I just learned how to implement a Sound Manager and put sounds into it. The problem is, I'm making a platformer and I have a player, and two different types of enemies who all have footstep sounds. The main issue is that I'm playing all the sounds from the same sound manager and I made the footstep sounds of the player to play like this:

  public void PlayMoveSound()
    if(audioSrc.isPlaying == false)
    randomMoveSound = Random.Range(0,5);

I don't know how else to make it NOT sound like its playing 100 times per second so I did this. This gave birth to the issue that the looping audio which is the player's movement sound now blocks me from doing the same thing for the other characters' footstep sounds since it uses the same "audioSrc" AudioSource. Any hints on how different I can create a system for semi-looping audio?

  • \$\begingroup\$ I personally prefer to make footstep sounds part of the walk animation. This way the sound repeat speed is always automatically tied to the speed of the walking animation and they are always in perfect sync. You can search google for "unity animation events", they are basically method calls at specific point during an animation. \$\endgroup\$
    – Nikaas
    Oct 4, 2020 at 10:56
  • \$\begingroup\$ @Nikaas thanks mate, I'll look into that. Didn't know such a thing existed. \$\endgroup\$ Oct 4, 2020 at 11:04
  • \$\begingroup\$ Footsteps are an odd choice to run through a centralized manager. Usually we'd play them through an audio source on each character's model/sprite, so they get correct spatialization (eg. panning the sound left when the character is on the left side of the screen) \$\endgroup\$
    – DMGregory
    Oct 4, 2020 at 12:45

1 Answer 1


A single Sound Manager is good for non-diegetic sounds like background music or interface sounds. It is usually not so good for diegetic sounds emitted by entities actually present in the game world.

When you want to add footsteps to a game object, then it's usually the better choice to add those footsteps as an audio source to that game object. The neat advantage of this is that this makes the sounds directional. So objects on the left side of the screen are louder on the left speaker while those on the right side are louder on the right speaker. This increases the grade of immersion of your game.

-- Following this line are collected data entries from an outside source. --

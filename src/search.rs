use std::cmp::Ordering;
use std::collections::BTreeMap;

use chrono::{NaiveDate, NaiveTime};

use crate::models::{AppState, Bundle, EntityId, Link, ScheduledActivity, normalize_url};

/// Number of entries the upcoming panel shows
pub const DEFAULT_UPCOMING_LIMIT: usize = 5;

/// Criteria for narrowing the link list
#[derive(Debug, Clone, Default)]
pub struct LinkFilter {
    /// Case-insensitive substring matched against title, description and url
    pub query: String,
    pub category_id: Option<EntityId>,
    pub highlighted_only: bool,
}

impl LinkFilter {
    pub fn matches(&self, link: &Link) -> bool {
        let query = self.query.trim().to_lowercase();
        let matches_query = query.is_empty()
            || link.title.to_lowercase().contains(&query)
            || link.description.to_lowercase().contains(&query)
            || link.url.to_lowercase().contains(&query);
        let matches_category = self
            .category_id
            .as_ref()
            .is_none_or(|category| &link.category_id == category);
        let matches_highlight = !self.highlighted_only || link.is_highlighted;

        matches_query && matches_category && matches_highlight
    }
}

/// Links passing `filter`, ordered by their `order` position. Links without
/// one come after the ordered ones, in insertion order.
pub fn filter_links<'a>(state: &'a AppState, filter: &LinkFilter) -> Vec<&'a Link> {
    let mut links: Vec<&Link> = state.links.iter().filter(|l| filter.matches(l)).collect();
    links.sort_by(|a, b| match (a.order, b.order) {
        (Some(a), Some(b)) => a.cmp(&b),
        (Some(_), None) => Ordering::Less,
        (None, Some(_)) => Ordering::Greater,
        (None, None) => Ordering::Equal,
    });
    links
}

/// Untimed activities sort after timed ones
fn compare_time(a: Option<NaiveTime>, b: Option<NaiveTime>) -> Ordering {
    match (a, b) {
        (Some(a), Some(b)) => a.cmp(&b),
        (Some(_), None) => Ordering::Less,
        (None, Some(_)) => Ordering::Greater,
        (None, None) => Ordering::Equal,
    }
}

/// Activities grouped per calendar day, each day sorted by time
pub fn activities_by_date(state: &AppState) -> BTreeMap<NaiveDate, Vec<&ScheduledActivity>> {
    let mut by_date: BTreeMap<NaiveDate, Vec<&ScheduledActivity>> = BTreeMap::new();
    for activity in &state.activities {
        by_date.entry(activity.date).or_default().push(activity);
    }
    for day in by_date.values_mut() {
        day.sort_by(|a, b| compare_time(a.time, b.time));
    }
    by_date
}

/// Open activities from `today` on, soonest first
pub fn upcoming_activities(
    state: &AppState,
    today: NaiveDate,
    limit: usize,
) -> Vec<&ScheduledActivity> {
    let mut upcoming: Vec<_> = state
        .activities
        .iter()
        .filter(|a| a.date >= today && !a.is_completed)
        .collect();
    upcoming.sort_by(|a, b| a.date.cmp(&b.date).then(compare_time(a.time, b.time)));
    upcoming.truncate(limit);
    upcoming
}

fn resolve<'a>(state: &'a AppState, ids: &[EntityId]) -> Vec<&'a Link> {
    ids.iter().filter_map(|id| state.link(id)).collect()
}

pub fn links_for_activity<'a>(state: &'a AppState, activity: &ScheduledActivity) -> Vec<&'a Link> {
    resolve(state, &activity.link_ids)
}

pub fn links_for_bundle<'a>(state: &'a AppState, bundle: &Bundle) -> Vec<&'a Link> {
    resolve(state, &bundle.link_ids)
}

/// Whether a link with the same (trimmed, case-folded) URL is stored
pub fn is_duplicate_url(state: &AppState, url: &str) -> bool {
    let url = normalize_url(url);
    state.links.iter().any(|link| link.normalized_url() == url)
}
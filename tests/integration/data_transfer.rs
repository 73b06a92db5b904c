//! Export files written by one collection restore another

use super::common::{TempStore, add_link, bundle_of};
use linkbundle::models::{ExportFormat, export_to_file, import_from_file};
use std::fs;

#[test]
fn json_export_restores_into_fresh_store() {
    let mut source = TempStore::new();
    let a = add_link(&mut source.store, "Arbiscan", "https://arbiscan.io", "Arbitrum");
    let b = add_link(&mut source.store, "GMX", "https://gmx.io", "Arbitrum");
    bundle_of(&mut source.store, "Arb", &[&a, &b]);

    let path = source.dir.path().join("bundle-backup.json");
    export_to_file(source.store.state(), &path, ExportFormat::Json).unwrap();

    let mut target = TempStore::new();
    target.store.import_data(import_from_file(&path).unwrap());

    assert_eq!(target.store.state(), source.store.state());
    assert_eq!(target.reopen().state(), source.store.state());
}

#[test]
fn yaml_export_is_accepted_by_import() {
    let mut source = TempStore::new();
    add_link(&mut source.store, "Snowtrace", "https://snowtrace.io", "Avalanche");
    let path = source.dir.path().join("bundle-backup.yaml");
    export_to_file(source.store.state(), &path, ExportFormat::Yaml).unwrap();

    assert_eq!(&import_from_file(&path).unwrap(), source.store.state());
}

#[test]
fn rejected_import_leaves_state_untouched() {
    let mut temp = TempStore::new();
    add_link(&mut temp.store, "Basescan", "https://basescan.org", "Base");
    let before = temp.store.snapshot();

    let path = temp.dir.path().join("broken.json");
    fs::write(&path, r#"{"links": [], "categories": []}"#).unwrap();

    let err = import_from_file(&path).unwrap_err();
    assert!(format!("{err:#}").contains("bundles"));
    assert_eq!(temp.store.state(), &*before);
}
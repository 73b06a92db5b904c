//! linkbundle - a personal link organizer
//!
//! Links are grouped into categories, collected into shareable bundles and
//! attached to scheduled activities. The whole collection lives in a single
//! JSON document that every change is saved back to.

pub mod cli;
pub mod config;
pub mod models;
pub mod search;
pub mod store;

pub use config::Config;
pub use store::{ImportError, SharedImportOptions, StateStore};
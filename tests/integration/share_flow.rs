//! Share a bundle from one collection and import it into another

use super::common::{TempStore, add_link, bundle_of, category_id};
use linkbundle::models::{
    AppState, ShareCodeError, decode_share_code, extract_share_code, share_url,
};
use linkbundle::{ImportError, SharedImportOptions, StateStore};

#[test]
fn share_code_carries_bundle_links_in_order() {
    let mut temp = TempStore::new();
    let a = add_link(&mut temp.store, "Uniswap", "https://uniswap.org", "Ethereum");
    let b = add_link(&mut temp.store, "Curve", "https://curve.fi", "Ethereum");
    let bundle = bundle_of(&mut temp.store, "DEXes", &[&b, &a]);

    let code = temp.store.generate_bundle_share_code(&bundle).unwrap();
    let decoded = decode_share_code(&code).unwrap();

    assert_eq!(decoded.name, "DEXes");
    let pairs: Vec<_> = decoded
        .links
        .iter()
        .map(|l| (l.title.as_str(), l.url.as_str()))
        .collect();
    assert_eq!(
        pairs,
        vec![("Curve", "https://curve.fi"), ("Uniswap", "https://uniswap.org")]
    );

    // The cached code is saved with the bundle
    let reopened = temp.reopen();
    assert_eq!(
        reopened.state().bundle(&bundle).unwrap().share_code.as_deref(),
        Some(code.as_str())
    );
}

#[test]
fn url_round_trip_into_another_collection() {
    let mut sender = TempStore::new();
    let a = add_link(&mut sender.store, "Mempool", "https://mempool.space", "Bitcoin");
    let b = add_link(&mut sender.store, "Ordinals", "https://ordinals.com", "Bitcoin");
    let bundle = bundle_of(&mut sender.store, "BTC tools", &[&a, &b]);
    let code = sender.store.generate_bundle_share_code(&bundle).unwrap();
    let url = share_url("https://links.example.com/", &code);

    let mut receiver = TempStore::new();
    add_link(&mut receiver.store, "Mempool", " HTTPS://MEMPOOL.SPACE ", "Bitcoin");

    let shared = decode_share_code(&extract_share_code(&url)).unwrap();
    let added = receiver
        .store
        .import_shared_bundle(&shared, &SharedImportOptions::default())
        .unwrap();

    assert_eq!(added, 1);
    let other = category_id(&receiver.store, "Other");
    let imported = receiver.store.state().links.last().unwrap();
    assert_eq!(imported.title, "Ordinals");
    assert_eq!(imported.category_id, other);
    assert_eq!(receiver.reopen().stats().links, 2);
}

#[test]
fn importing_with_duplicates_included() {
    let mut temp = TempStore::new();
    let a = add_link(&mut temp.store, "Aave", "https://aave.com", "Ethereum");
    let bundle = bundle_of(&mut temp.store, "Lending", &[&a]);
    let shared = temp.store.shared_bundle(&bundle).unwrap();

    let options = SharedImportOptions {
        selection: None,
        include_duplicates: true,
    };
    assert_eq!(temp.store.import_shared_bundle(&shared, &options), Ok(1));
    assert_eq!(temp.store.stats().links, 2);
}

#[test]
fn import_without_categories_is_refused() {
    let mut store = StateStore::from_state(AppState::empty());
    let mut temp = TempStore::new();
    let a = add_link(&mut temp.store, "Aave", "https://aave.com", "Ethereum");
    let bundle = bundle_of(&mut temp.store, "Lending", &[&a]);
    let shared = temp.store.shared_bundle(&bundle).unwrap();

    assert_eq!(
        store.import_shared_bundle(&shared, &SharedImportOptions::default()),
        Err(ImportError::NoCategories)
    );
    assert!(store.state().links.is_empty());
}

#[test]
fn garbage_codes_fail_without_panicking() {
    for input in ["", "   ", "@@@", "bm90IGpzb24=", "JTdCJTdE"] {
        assert!(decode_share_code(input).is_err(), "{input:?} should fail");
    }
    assert!(matches!(decode_share_code(""), Err(ShareCodeError::Empty)));
}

You should also use a separate audio source for every sound effect an entity can make. This prevents conflicts between looping and non-looping effects like you experience them right now. It also allows you to tune the audio source settings of each sound effect individually and send different sounds to different inputs of your audio mixer.

When you need to control those audio sources via script, then that controller script should be attached to the same game object as the audio sources.

But note that the Unity animation system can also be used for controlling audio sources. So when you are already using an animation controller, then you might have the walk animation control the footstep audio source as well.